While the Audit Committee has the responsibilities and powers set forth in this Charter, it is not the duty of the Audit Committee to, and the Audit Committee will not, (a) plan or conduct audits, (b) prepare the Corporation’s financial statements, or (c) determine or certify that the Corporation’s financial statements and disclosures are complete and accurate and are in accordance with GAAP and applicable rules and regulations.  These are the responsibilities of management and the independent auditor.
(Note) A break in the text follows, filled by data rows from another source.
//! Run configuration for the sender
//!
//! Resolved from CLI flags; `.env` may only supply `TELEGRAM_API_URL` and `RUST_LOG`

use std::fmt;
use std::path::PathBuf;
use std::time::Duration;

use crate::error::{Error, Result};

/// Default Bot API base URL
pub const DEFAULT_API_URL: &str = "https://api.telegram.org";

/// Default number of in-flight sends per operation (sequential)
pub const DEFAULT_CONCURRENCY: usize = 1;

/// A single chat identifier: numeric id or `@username`.
#[derive(Debug, Clone, PartialEq, Eq, Hash)]
pub struct ChatTarget(String);

impl ChatTarget {
    pub fn new(id: &str) -> Result<Self> {
        let id = id.trim();
        if id.is_empty() {
            return Err(Error::InvalidArgument("empty chat id".to_string()));
        }
        Ok(Self(id.to_string()))
    }

    pub fn as_str(&self) -> &str {
        &self.0
    }
}

impl fmt::Display for ChatTarget {
    fn fmt(&self, f: &mut fmt::Formatter<'_>) -> fmt::Result {
        f.write_str(&self.0)
    }
}

/// Split a comma-separated chat list, keeping order and duplicates.
pub fn parse_chat_ids(raw: &str) -> Result<Vec<ChatTarget>> {
    raw.split(',')
        .map(|segment| {
            ChatTarget::new(segment).map_err(|_| {
                Error::InvalidArgument(format!("empty chat id in list '{}'", raw))
            })
        })
        .collect()
}

/// Mask a bot token for logs: keep a short prefix and suffix only.
pub fn mask_token(token: &str) -> String {
    let chars: Vec<char> = token.chars().collect();
    if chars.len() <= 8 {
        return "*".repeat(chars.len());
    }
    let head: String = chars[..3].iter().collect();
    let tail: String = chars[chars.len() - 3..].iter().collect();
    format!("{}…{}", head, tail)
}

/// Load `.env` from the working directory using dotenvy
pub fn load_dotenv() {
    let _ = dotenvy::dotenv();
}

/// Everything one invocation needs.
#[derive(Debug, Clone)]
pub struct SendConfig {
    pub bot_token: String,
    pub chat_ids: Vec<ChatTarget>,
    pub message: Option<String>,
    pub file_path: Option<PathBuf>,
    pub debug: bool,
    pub api_url: String,
    pub concurrency: usize,
    pub timeout: Option<Duration>,
}

impl SendConfig {
    /// Build a config with defaults for the optional knobs.
    pub fn new(bot_token: &str, chat_ids: &str) -> Result<Self> {
        if bot_token.trim().is_empty() {
            return Err(Error::InvalidArgument("bot id is empty".to_string()));
        }

        Ok(Self {
            bot_token: bot_token.to_string(),
            chat_ids: parse_chat_ids(chat_ids)?,
            message: None,
            file_path: None,
            debug: false,
            api_url: DEFAULT_API_URL.to_string(),
            concurrency: DEFAULT_CONCURRENCY,
            timeout: None,
        })
    }

    pub fn with_message(mut self, message: impl Into<String>) -> Self {
        self.message = Some(message.into());
        self
    }

    pub fn with_file(mut self, path: impl Into<PathBuf>) -> Self {
        self.file_path = Some(path.into());
        self
    }

    pub fn with_debug(mut self, debug: bool) -> Self {
        self.debug = debug;
        self
    }

    pub fn with_api_url(mut self, api_url: impl Into<String>) -> Self {
        self.api_url = api_url.into();
        self
    }

    pub fn with_concurrency(mut self, concurrency: usize) -> Result<Self> {
        if concurrency == 0 {
            return Err(Error::InvalidArgument(
                "concurrency must be at least 1".to_string(),
            ));
        }
        self.concurrency = concurrency;
        Ok(self)
    }

    pub fn with_timeout(mut self, timeout: Option<Duration>) -> Self {
        self.timeout = timeout;
        self
    }

    /// Nothing to deliver: no message text and no file.
    pub fn is_noop(&self) -> bool {
        self.message.is_none() && self.file_path.is_none()
    }
}
//! Telegram Bot API sender
//!
//! This library provides tools to:
//! - Send a text message to one or more Telegram chats (`sendMessage`)
//! - Send a local file as a document to the same chats (`sendDocument`)
//! - Detect per-chat delivery failures reported by the Bot API
//! - Optionally fan out to many chats with bounded concurrency

pub mod bot_api;
pub mod cli;
pub mod config;
pub mod dispatcher;
pub mod error;

// Re-export common types
pub use bot_api::{ApiReply, ApiResponse, BotApiClient};
pub use config::{parse_chat_ids, ChatTarget, SendConfig};
pub use dispatcher::{DeliveryReport, Dispatcher};
pub use error::{Error, Result};

pub mod commands;
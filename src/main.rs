//! tg_send CLI - main entry point
//!
//! Sends a message and/or a file to a list of Telegram chats through the Bot API.

use clap::Parser;
use tracing_subscriber::EnvFilter;

use tg_send::cli::Cli;
use tg_send::{commands, config};

#[tokio::main]
async fn main() -> anyhow::Result<()> {
    // Load .env for local development
    config::load_dotenv();

    let cli = Cli::parse();

    // Initialize logging: silent unless --debug or RUST_LOG asks for it
    let filter = if cli.debug {
        EnvFilter::from_default_env().add_directive("tg_send=debug".parse()?)
    } else {
        EnvFilter::try_from_default_env().unwrap_or_else(|_| EnvFilter::new("off"))
    };
    tracing_subscriber::fmt()
        .with_writer(std::io::stderr)
        .with_env_filter(filter)
        .init();

    let config = cli.into_config()?;
    commands::send::run(&config).await?;

    Ok(())
}
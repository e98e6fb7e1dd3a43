//! Tests for the tg_send binary

use std::process::Command;

use httpmock::prelude::*;
use serde_json::json;

fn tg_send(workdir: &std::path::Path) -> Command {
    let mut cmd = Command::new(env!("CARGO_BIN_EXE_tg_send"));
    cmd.current_dir(workdir)
        .env_remove("TELEGRAM_BOT_TOKEN")
        .env_remove("TELEGRAM_CHAT_IDS")
        .env_remove("TELEGRAM_API_URL")
        .env_remove("RUST_LOG");
    cmd
}

#[test]
fn test_binary_requires_bot_id() {
    let dir = tempfile::tempdir().expect("tempdir");
    let output = tg_send(dir.path())
        .args(["-c", "1", "-m", "hi"])
        .output()
        .expect("run tg_send");

    assert!(!output.status.success());
    let stderr = String::from_utf8_lossy(&output.stderr);
    assert!(stderr.contains("--bot_id"));
}

#[test]
fn test_binary_debug_prints_exact_lines() {
    let server = MockServer::start();
    let mock = server.mock(|when, then| {
        when.method(POST).path("/botBOT123/sendMessage");
        then.status(200).body(r#"{"ok":true}"#);
    });

    let dir = tempfile::tempdir().expect("tempdir");
    let output = tg_send(dir.path())
        .args(["-b", "BOT123", "-c", "1,2", "-m", "hi", "-d"])
        .args(["--api_url", &server.base_url()])
        .output()
        .expect("run tg_send");

    assert!(output.status.success());
    mock.assert_calls(2);
    let stdout = String::from_utf8_lossy(&output.stdout);
    assert_eq!(
        stdout,
        "Sent message to chat ID 1: hi\nResponse: {\"ok\":true}\n\
         Sent message to chat ID 2: hi\nResponse: {\"ok\":true}\n"
    );
}

#[test]
fn test_binary_is_silent_without_debug() {
    let server = MockServer::start();
    server.mock(|when, then| {
        when.method(POST).path("/botBOT123/sendMessage");
        then.status(200).body(r#"{"ok":true}"#);
    });

    let dir = tempfile::tempdir().expect("tempdir");
    let output = tg_send(dir.path())
        .args(["-b", "BOT123", "-c", "1", "-m", "hi"])
        .args(["--api_url", &server.base_url()])
        .output()
        .expect("run tg_send");

    assert!(output.status.success());
    assert!(output.stdout.is_empty());
    assert!(output.stderr.is_empty());
}

#[test]
fn test_binary_without_payload_prints_nothing() {
    let dir = tempfile::tempdir().expect("tempdir");
    let output = tg_send(dir.path())
        .args(["-b", "BOT123", "-c", "1"])
        .output()
        .expect("run tg_send");

    assert!(output.status.success());
    assert!(output.stdout.is_empty());
    assert_eq!(String::from_utf8_lossy(&output.stderr), "");
}

#[test]
fn test_binary_rust_log_enables_warnings() {
    let dir = tempfile::tempdir().expect("tempdir");
    let output = tg_send(dir.path())
        .env("RUST_LOG", "tg_send=warn")
        .args(["-b", "BOT123", "-c", "1"])
        .output()
        .expect("run tg_send");

    assert!(output.status.success());
    assert!(output.stdout.is_empty());
    assert!(String::from_utf8_lossy(&output.stderr).contains("WARN"));
}

#[test]
fn test_binary_ignores_credentials_in_env() {
    let dir = tempfile::tempdir().expect("tempdir");
    let output = tg_send(dir.path())
        .env("TELEGRAM_BOT_TOKEN", "ENVBOT")
        .env("TELEGRAM_CHAT_IDS", "1")
        .args(["-m", "hi"])
        .output()
        .expect("run tg_send");

    assert_eq!(output.status.code(), Some(2));
    let stderr = String::from_utf8_lossy(&output.stderr);
    assert!(stderr.contains("--bot_id"));
    assert!(stderr.contains("--chat_ids"));
}

#[test]
fn test_binary_ignores_credentials_in_dotenv() {
    let dir = tempfile::tempdir().expect("tempdir");
    std::fs::write(
        dir.path().join(".env"),
        "TELEGRAM_BOT_TOKEN=ENVBOT\nTELEGRAM_CHAT_IDS=1\n",
    )
    .expect("write .env");

    let output = tg_send(dir.path())
        .args(["-m", "hi"])
        .output()
        .expect("run tg_send");

    assert_eq!(output.status.code(), Some(2));
    assert!(String::from_utf8_lossy(&output.stderr).contains("--bot_id"));
}

#[test]
fn test_binary_reads_api_url_from_dotenv() {
    let server = MockServer::start();
    let mock = server.mock(|when, then| {
        when.method(POST).path("/botBOT123/sendMessage");
        then.status(200).body(r#"{"ok":true}"#);
    });

    let dir = tempfile::tempdir().expect("tempdir");
    std::fs::write(
        dir.path().join(".env"),
        format!("TELEGRAM_API_URL={}\n", server.base_url()),
    )
    .expect("write .env");

    let output = tg_send(dir.path())
        .args(["-b", "BOT123", "-c", "1", "-m", "hi"])
        .output()
        .expect("run tg_send");

    assert!(output.status.success());
    mock.assert_calls(1);
}

#[test]
fn test_binary_keeps_sending_after_rejected_chat() {
    let server = MockServer::start();
    let rejected = server.mock(|when, then| {
        when.method(POST)
            .path("/botBOT123/sendMessage")
            .body("chat_id=1&text=hi");
        then.status(403).body(
            r#"{"ok":false,"error_code":403,"description":"Forbidden: bot was blocked by the user"}"#,
        );
    });
    let delivered = server.mock(|when, then| {
        when.method(POST)
            .path("/botBOT123/sendMessage")
            .body("chat_id=2&text=hi");
        then.status(200).body(r#"{"ok":true}"#);
    });

    let dir = tempfile::tempdir().expect("tempdir");
    let output = tg_send(dir.path())
        .args(["-b", "BOT123", "-c", "1,2", "-m", "hi", "-d"])
        .args(["--api_url", &server.base_url()])
        .output()
        .expect("run tg_send");

    assert!(!output.status.success());
    rejected.assert_calls(1);
    delivered.assert_calls(1);

    let stdout = String::from_utf8_lossy(&output.stdout);
    assert!(stdout.contains("Sent message to chat ID 2: hi"));
    let stderr = String::from_utf8_lossy(&output.stderr);
    assert!(stderr.contains("Delivery failed for 1 of 2 chats"));
    assert!(stderr.contains("bot was blocked"));
}

#[test]
fn test_binary_missing_file_fails_without_requests() {
    let server = MockServer::start();
    let any = server.mock(|when, then| {
        when.method(POST);
        then.status(200).body(r#"{"ok":true}"#);
    });

    let dir = tempfile::tempdir().expect("tempdir");
    let output = tg_send(dir.path())
        .args(["-b", "BOT123", "-c", "1", "-m", "hi", "-f", "missing.pdf"])
        .args(["--api_url", &server.base_url()])
        .output()
        .expect("run tg_send");

    assert!(!output.status.success());
    any.assert_calls(0);
    assert!(String::from_utf8_lossy(&output.stderr).contains("missing.pdf"));
}
//! Send a message and/or a file to every configured chat
//!
//! Отправка сообщения и/или файла во все указанные чаты

use tracing::{debug, info, warn};

use crate::bot_api::BotApiClient;
use crate::config::{mask_token, SendConfig};
use crate::dispatcher::{DeliveryReport, Dispatcher};
use crate::error::{Error, Result};

/// Totals for one run.
#[derive(Debug, Default, Clone, Copy, PartialEq, Eq)]
pub struct RunSummary {
    pub messages_sent: usize,
    pub files_sent: usize,
}

/// Build the dispatcher for a config.
pub fn build_dispatcher(config: &SendConfig) -> Result<Dispatcher> {
    let client = BotApiClient::new(config.bot_token.as_str(), &config.api_url, config.timeout)?;
    Ok(Dispatcher::new(client)
        .with_debug(config.debug)
        .with_concurrency(config.concurrency))
}

/// CLI entry point
pub async fn run(config: &SendConfig) -> Result<RunSummary> {
    run_with(config, &build_dispatcher(config)?).await
}

/// Run against a prepared dispatcher: text first, then the file.
///
/// Chats rejected by Telegram do not stop the run; they are reported together
/// at the end as `Error::PartialDelivery`.
pub async fn run_with(config: &SendConfig, dispatcher: &Dispatcher) -> Result<RunSummary> {
    if config.debug {
        let chat_ids: Vec<&str> = config.chat_ids.iter().map(|c| c.as_str()).collect();
        debug!(
            bot_id = %mask_token(&config.bot_token),
            chat_ids = %chat_ids.join(", "),
            message = ?config.message,
            file_path = ?config.file_path,
            "Run configuration"
        );
    }

    if config.is_noop() {
        warn!("Neither message nor file path given, nothing to send");
        return Ok(RunSummary::default());
    }

    // Fail before any request rather than after the text went out.
    if let Some(path) = &config.file_path {
        let metadata = tokio::fs::metadata(path)
            .await
            .map_err(|e| Error::io(path, e))?;
        if !metadata.is_file() {
            return Err(Error::io(
                path,
                std::io::Error::new(std::io::ErrorKind::InvalidInput, "not a regular file"),
            ));
        }
    }

    let mut summary = RunSummary::default();
    let mut report = DeliveryReport::default();

    if let Some(message) = &config.message {
        let text = dispatcher.send_text(&config.chat_ids, message).await?;
        summary.messages_sent = text.succeeded();
        report.merge(text);
    }

    if let Some(path) = &config.file_path {
        let files = dispatcher.send_file(&config.chat_ids, path).await?;
        summary.files_sent = files.succeeded();
        report.merge(files);
    }

    report.into_result()?;

    info!(
        chats = config.chat_ids.len(),
        messages = summary.messages_sent,
        files = summary.files_sent,
        "Run complete"
    );
    Ok(summary)
}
ADOPTED, by the Corporation’s Board of Directors the 12th day of December, 2016.


Committee Members

M. Ian G. Gilchrist

M. Ian G. Gilchrist - M. Ian G. Gilchrist has been a director since July 2009. Mr. Gilchrist was a Managing Director of Citigroup/Salomon Brothers from 1995 until his retirement in July 2008. Prior to 1995, Mr. Gilchrist was a Managing Director of CS First Boston Corporation and was a Managing Director of PaineWebber Incorporated.

David E. Rapley

David E. Rapley - A director of Liberty since May 2006. A director of Old Liberty from July 2002 to May 2006, having previously served as a director of Old Liberty from June 1993 to September 1994. Mr. Rapley has served as President of Rapley Consulting, Inc. since 2002. Mr. Rapley served as Executive Vice President of Engineering of VECO Corp. Alaska from January 1998 to December 2001. Mr. Rapley is a director of LGI.

M. LaVoy Robison

M. LaVoy Robison - A director of Liberty since May 2006. A director of Old Liberty from June 2003 to May 2006. Mr. Robison has been executive director and a board member of The Anschutz Foundation (a private foundation) since January 1998. Mr. Robison is a director of Discovery.

Larry E. Romrell

Larry E. Romrell - A director of Liberty since May 2006. A director of Old Liberty from March 1999 to May 2006. Mr. Romrell served as an Executive Vice President of TCI from January 1994 to March 1999. Mr. Romrell is a director of LGI.